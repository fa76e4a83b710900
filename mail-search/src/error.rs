//! Error types for mail-search

use thiserror::Error;

/// Result type alias for mail-search operations
pub type Result<T> = std::result::Result<T, SearchError>;

/// Search client error types
///
/// These never reach the controller: the gateway folds every variant into a
/// [`GatewayResult`](crate::gateway::GatewayResult).
#[derive(Error, Debug)]
pub enum SearchError {
    /// Configuration error
    #[error("Configuration error: {0}")]
    Config(String),

    /// IO error
    #[error("IO error: {0}")]
    Io(#[from] std::io::Error),

    /// HTTP transport error
    #[error("HTTP error: {0}")]
    Http(#[from] reqwest::Error),

    /// Body could not be encoded or decoded
    #[error("JSON error: {0}")]
    Json(#[from] serde_json::Error),

    /// Request aborted through its cancellation token
    #[error("Request cancelled")]
    Cancelled,

    /// Search session task is gone
    #[error("Search session closed")]
    SessionClosed,
}
//! Column values and records.

use rusqlite::types::{ToSql, ToSqlOutput, ValueRef};

use crate::schema::ID_COLUMN;

/// A single SQLite column value.
#[derive(Debug, Clone, PartialEq)]
pub enum Value {
    /// SQL `NULL`
    Null,
    /// 64-bit signed integer
    Integer(i64),
    /// 64-bit float
    Real(f64),
    /// UTF-8 text
    Text(String),
    /// Raw bytes
    Blob(Vec<u8>),
}

impl Value {
    /// Returns the text, if this is a text value.
    #[must_use]
    pub fn as_text(&self) -> Option<&str> {
        match self {
            Self::Text(s) => Some(s),
            _ => None,
        }
    }

    /// Returns the integer, if this is an integer value.
    #[must_use]
    pub const fn as_integer(&self) -> Option<i64> {
        match self {
            Self::Integer(i) => Some(*i),
            _ => None,
        }
    }

    /// Returns `true` for SQL `NULL`.
    #[must_use]
    pub const fn is_null(&self) -> bool {
        matches!(self, Self::Null)
    }
}

impl From<&str> for Value {
    fn from(s: &str) -> Self {
        Self::Text(s.to_string())
    }
}

impl From<String> for Value {
    fn from(s: String) -> Self {
        Self::Text(s)
    }
}

impl From<i64> for Value {
    fn from(i: i64) -> Self {
        Self::Integer(i)
    }
}

impl From<i32> for Value {
    fn from(i: i32) -> Self {
        Self::Integer(i64::from(i))
    }
}

impl From<f64> for Value {
    fn from(f: f64) -> Self {
        Self::Real(f)
    }
}

impl From<Vec<u8>> for Value {
    fn from(b: Vec<u8>) -> Self {
        Self::Blob(b)
    }
}

impl<T: Into<Self>> From<Option<T>> for Value {
    fn from(v: Option<T>) -> Self {
        v.map_or(Self::Null, Into::into)
    }
}

impl From<ValueRef<'_>> for Value {
    fn from(v: ValueRef<'_>) -> Self {
        match v {
            ValueRef::Null => Self::Null,
            ValueRef::Integer(i) => Self::Integer(i),
            ValueRef::Real(f) => Self::Real(f),
            ValueRef::Text(t) => Self::Text(String::from_utf8_lossy(t).into_owned()),
            ValueRef::Blob(b) => Self::Blob(b.to_vec()),
        }
    }
}

impl ToSql for Value {
    fn to_sql(&self) -> rusqlite::Result<ToSqlOutput<'_>> {
        Ok(ToSqlOutput::Borrowed(match self {
            Self::Null => ValueRef::Null,
            Self::Integer(i) => ValueRef::Integer(*i),
            Self::Real(f) => ValueRef::Real(*f),
            Self::Text(s) => ValueRef::Text(s.as_bytes()),
            Self::Blob(b) => ValueRef::Blob(b),
        }))
    }
}

/// One table row as column name / value pairs, in column order.
///
/// Encrypted columns hold their stored ciphertext; decrypt them explicitly
/// with [`Database::decrypt`](crate::Database::decrypt).
#[derive(Debug, Clone, PartialEq, Default)]
pub struct Record {
    fields: Vec<(String, Value)>,
}

impl Record {
    pub(crate) fn new(fields: Vec<(String, Value)>) -> Self {
        Self { fields }
    }

    /// Returns the value of `column`.
    #[must_use]
    pub fn get(&self, column: &str) -> Option<&Value> {
        self.fields.iter().find(|(name, _)| name == column).map(|(_, value)| value)
    }

    /// Returns the text value of `column`.
    #[must_use]
    pub fn text(&self, column: &str) -> Option<&str> {
        self.get(column).and_then(Value::as_text)
    }

    /// Returns the row identifier.
    #[must_use]
    pub fn id(&self) -> Option<i64> {
        self.get(ID_COLUMN).and_then(Value::as_integer)
    }

    /// Iterates over column name / value pairs.
    pub fn iter(&self) -> impl Iterator<Item = (&str, &Value)> {
        self.fields.iter().map(|(name, value)| (name.as_str(), value))
    }

    /// Returns the number of columns.
    #[must_use]
    pub fn len(&self) -> usize {
        self.fields.len()
    }

    /// Returns `true` if the record has no columns.
    #[must_use]
    pub fn is_empty(&self) -> bool {
        self.fields.is_empty()
    }
}

#[cfg(test)]
mod tests {
    use super::*;

    #[test]
    fn test_value_conversions() {
        assert_eq!(Value::from("Ann"), Value::Text("Ann".to_string()));
        assert_eq!(Value::from(20), Value::Integer(20));
        assert_eq!(Value::from(None::<i64>), Value::Null);
        assert_eq!(Value::from(Some("x")).as_text(), Some("x"));
        assert_eq!(Value::from(ValueRef::Text(b"abc")), Value::Text("abc".to_string()));
    }

    #[test]
    fn test_record_lookup() {
        let record = Record::new(vec![
            (ID_COLUMN.to_string(), Value::Integer(7)),
            ("name".to_string(), Value::from("Ann")),
        ]);

        assert_eq!(record.id(), Some(7));
        assert_eq!(record.text("name"), Some("Ann"));
        assert!(record.get("missing").is_none());
        assert_eq!(record.iter().map(|(name, _)| name).collect::<Vec<_>>(), ["id", "name"]);
    }
}
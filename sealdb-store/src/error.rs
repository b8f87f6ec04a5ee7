//! Error types for record store operations.

use sealdb::error::KeyProviderError;
use thiserror::Error;

/// Errors returned by [`Database`](crate::Database) operations.
#[derive(Debug, Error)]
pub enum StoreError {
    /// SQLite statement or connection error
    #[error("sqlite error: {0}")]
    Sqlite(#[from] rusqlite::Error),

    /// Field encryption or decryption failed
    #[error("field encryption error: {0}")]
    Encryption(#[from] sealdb::Error),

    /// Key provider could not be constructed
    #[error("key provider error: {0}")]
    KeyProvider(#[from] KeyProviderError),

    /// Table, column or type name is not a plain SQL identifier
    #[error("invalid identifier: {0:?}")]
    InvalidIdentifier(String),

    /// A sensitive column was given a value that cannot be sealed as text
    #[error("column {column:?} is encrypted and cannot store blob values")]
    UnsupportedSensitiveValue {
        /// The sensitive column name
        column: String,
    },

    /// Every generated candidate collided with an existing value
    #[error("no unique value for {table}.{column} after {attempts} attempts")]
    UniqueValueExhausted {
        /// Table probed
        table: String,
        /// Column probed
        column: String,
        /// Number of candidates tried
        attempts: usize,
    },
}

/// Result alias for record store operations.
pub type Result<T> = std::result::Result<T, StoreError>;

□ □ □ □ □ □ □

EXERCISE
Set the data down again in full. Keep it exact.

RESPONSE TO THE EXERCISE
repository fa76e4a83b710900
filename mail-search/src/error.rs
//! Error types for mail-search

use thiserror::Error;

/// Result type alias for mail-search operations
pub type Result<T> = std::result::Result<T, SearchError>;

/// Search client error types
///
/// These never reach the controller: the gateway folds every variant into a
/// [`GatewayResult`](crate::gateway::GatewayResult).
#[derive(Error, Debug)]
pub enum SearchError {
    /// Configuration error
    #[error("Configuration error: {0}")]
    Config(String),

    /// IO error
    #[error("IO error: {0}")]
    Io(#[from] std::io::Error),

    /// HTTP transport error
    #[error("HTTP error: {0}")]
    Http(#[from] reqwest::Error),

    /// Body could not be encoded or decoded
    #[error("JSON error: {0}")]
    Json(#[from] serde_json::Error),

    /// Request aborted through its cancellation token
    #[error("Request cancelled")]
    Cancelled,

    /// Search session task is gone
    #[error("Search session closed")]
    SessionClosed,
}
//! Column values and records.

use rusqlite::types::{ToSql, ToSqlOutput, ValueRef};

use crate::schema::ID_COLUMN;

/// A single SQLite column value.
#[derive(Debug, Clone, PartialEq)]
pub enum Value {
    /// SQL `NULL`
    Null,
    /// 64-bit signed integer
    Integer(i64),
    /// 64-bit float
    Real(f64),
    /// UTF-8 text
    Text(String),
    /// Raw bytes
    Blob(Vec<u8>),
}

impl Value {
    /// Returns the text, if this is a text value.
    #[must_use]
    pub fn as_text(&self) -> Option<&str> {
        match self {
            Self::Text(s) => Some(s),
            _ => None,
        }
    }

    /// Returns the integer, if this is an integer value.
    #[must_use]
    pub const fn as_integer(&self) -> Option<i64> {
        match self {
            Self::Integer(i) => Some(*i),
            _ => None,
        }
    }

    /// Returns `true` for SQL `NULL`.
    #[must_use]
    pub const fn is_null(&self) -> bool {
        matches!(self, Self::Null)
    }
}

impl From<&str> for Value {
    fn from(s: &str) -> Self {
        Self::Text(s.to_string())
    }
}

impl From<String> for Value {
    fn from(s: String) -> Self {
        Self::Text(s)
    }
}

impl From<i64> for Value {
    fn from(i: i64) -> Self {
        Self::Integer(i)
    }
}

impl From<i32> for Value {
    fn from(i: i32) -> Self {
        Self::Integer(i64::from(i))
    }
}

impl From<f64> for Value {
    fn from(f: f64) -> Self {
        Self::Real(f)
    }
}

impl From<Vec<u8>> for Value {
    fn from(b: Vec<u8>) -> Self {
        Self::Blob(b)
    }
}

impl<T: Into<Self>> From<Option<T>> for Value {
    fn from(v: Option<T>) -> Self {
        v.map_or(Self::Null, Into::into)
    }
}

impl From<ValueRef<'_>> for Value {
    fn from(v: ValueRef<'_>) -> Self {
        match v {
            ValueRef::Null => Self::Null,
            ValueRef::Integer(i) => Self::Integer(i),
            ValueRef::Real(f) => Self::Real(f),
            ValueRef::Text(t) => Self::Text(String::from_utf8_lossy(t).into_owned()),
            ValueRef::Blob(b) => Self::Blob(b.to_vec()),
        }
    }
}

impl ToSql for Value {
    fn to_sql(&self) -> rusqlite::Result<ToSqlOutput<'_>> {
        Ok(ToSqlOutput::Borrowed(match self {
            Self::Null => ValueRef::Null,
            Self::Integer(i) => ValueRef::Integer(*i),
            Self::Real(f) => ValueRef::Real(*f),
            Self::Text(s) => ValueRef::Text(s.as_bytes()),
            Self::Blob(b) => ValueRef::Blob(b),
        }))
    }
}

/// One table row as column name / value pairs, in column order.
///
/// Encrypted columns hold their stored ciphertext; decrypt them explicitly
/// with [`Database::decrypt`](crate::Database::decrypt).
#[derive(Debug, Clone, PartialEq, Default)]
pub struct Record {
    fields: Vec<(String, Value)>,
}

impl Record {
    pub(crate) fn new(fields: Vec<(String, Value)>) -> Self {
        Self { fields }
    }

    /// Returns the value of `column`.
    #[must_use]
    pub fn get(&self, column: &str) -> Option<&Value> {
        self.fields.iter().find(|(name, _)| name == column).map(|(_, value)| value)
    }

    /// Returns the text value of `column`.
    #[must_use]
    pub fn text(&self, column: &str) -> Option<&str> {
        self.get(column).and_then(Value::as_text)
    }

    /// Returns the row identifier.
    #[must_use]
    pub fn id(&self) -> Option<i64> {
        self.get(ID_COLUMN).and_then(Value::as_integer)
    }

    /// Iterates over column name / value pairs.
    pub fn iter(&self) -> impl Iterator<Item = (&str, &Value)> {
        self.fields.iter().map(|(name, value)| (name.as_str(), value))
    }

    /// Returns the number of columns.
    #[must_use]
    pub fn len(&self) -> usize {
        self.fields.len()
    }

    /// Returns `true` if the record has no columns.
    #[must_use]
    pub fn is_empty(&self) -> bool {
        self.fields.is_empty()
    }
}

#[cfg(test)]
mod tests {
    use super::*;

    #[test]
    fn test_value_conversions() {
        assert_eq!(Value::from("Ann"), Value::Text("Ann".to_string()));
        assert_eq!(Value::from(20), Value::Integer(20));
        assert_eq!(Value::from(None::<i64>), Value::Null);
        assert_eq!(Value::from(Some("x")).as_text(), Some("x"));
        assert_eq!(Value::from(ValueRef::Text(b"abc")), Value::Text("abc".to_string()));
    }

    #[test]
    fn test_record_lookup() {
        let record = Record::new(vec![
            (ID_COLUMN.to_string(), Value::Integer(7)),
            ("name".to_string(), Value::from("Ann")),
        ]);

        assert_eq!(record.id(), Some(7));
        assert_eq!(record.text("name"), Some("Ann"));
        assert!(record.get("missing").is_none());
        assert_eq!(record.iter().map(|(name, _)| name).collect::<Vec<_>>(), ["id", "name"]);
    }
}
filename sealdb-store/src/error.rs
repository b8f87f6ec04a5ee7
//! Error types for record store operations.

use sealdb::error::KeyProviderError;
use thiserror::Error;

/// Errors returned by [`Database`](crate::Database) operations.
#[derive(Debug, Error)]
pub enum StoreError {
    /// SQLite statement or connection error
    #[error("sqlite error: {0}")]
    Sqlite(#[from] rusqlite::Error),

    /// Field encryption or decryption failed
    #[error("field encryption error: {0}")]
    Encryption(#[from] sealdb::Error),

    /// Key provider could not be constructed
    #[error("key provider error: {0}")]
    KeyProvider(#[from] KeyProviderError),

    /// Table, column or type name is not a plain SQL identifier
    #[error("invalid identifier: {0:?}")]
    InvalidIdentifier(String),

    /// A sensitive column was given a value that cannot be sealed as text
    #[error("column {column:?} is encrypted and cannot store blob values")]
    UnsupportedSensitiveValue {
        /// The sensitive column name
        column: String,
    },

    /// Every generated candidate collided with an existing value
    #[error("no unique value for {table}.{column} after {attempts} attempts")]
    UniqueValueExhausted {
        /// Table probed
        table: String,
        /// Column probed
        column: String,
        /// Number of candidates tried
        attempts: usize,
    },
}

/// Result alias for record store operations.
pub type Result<T> = std::result::Result<T, StoreError>;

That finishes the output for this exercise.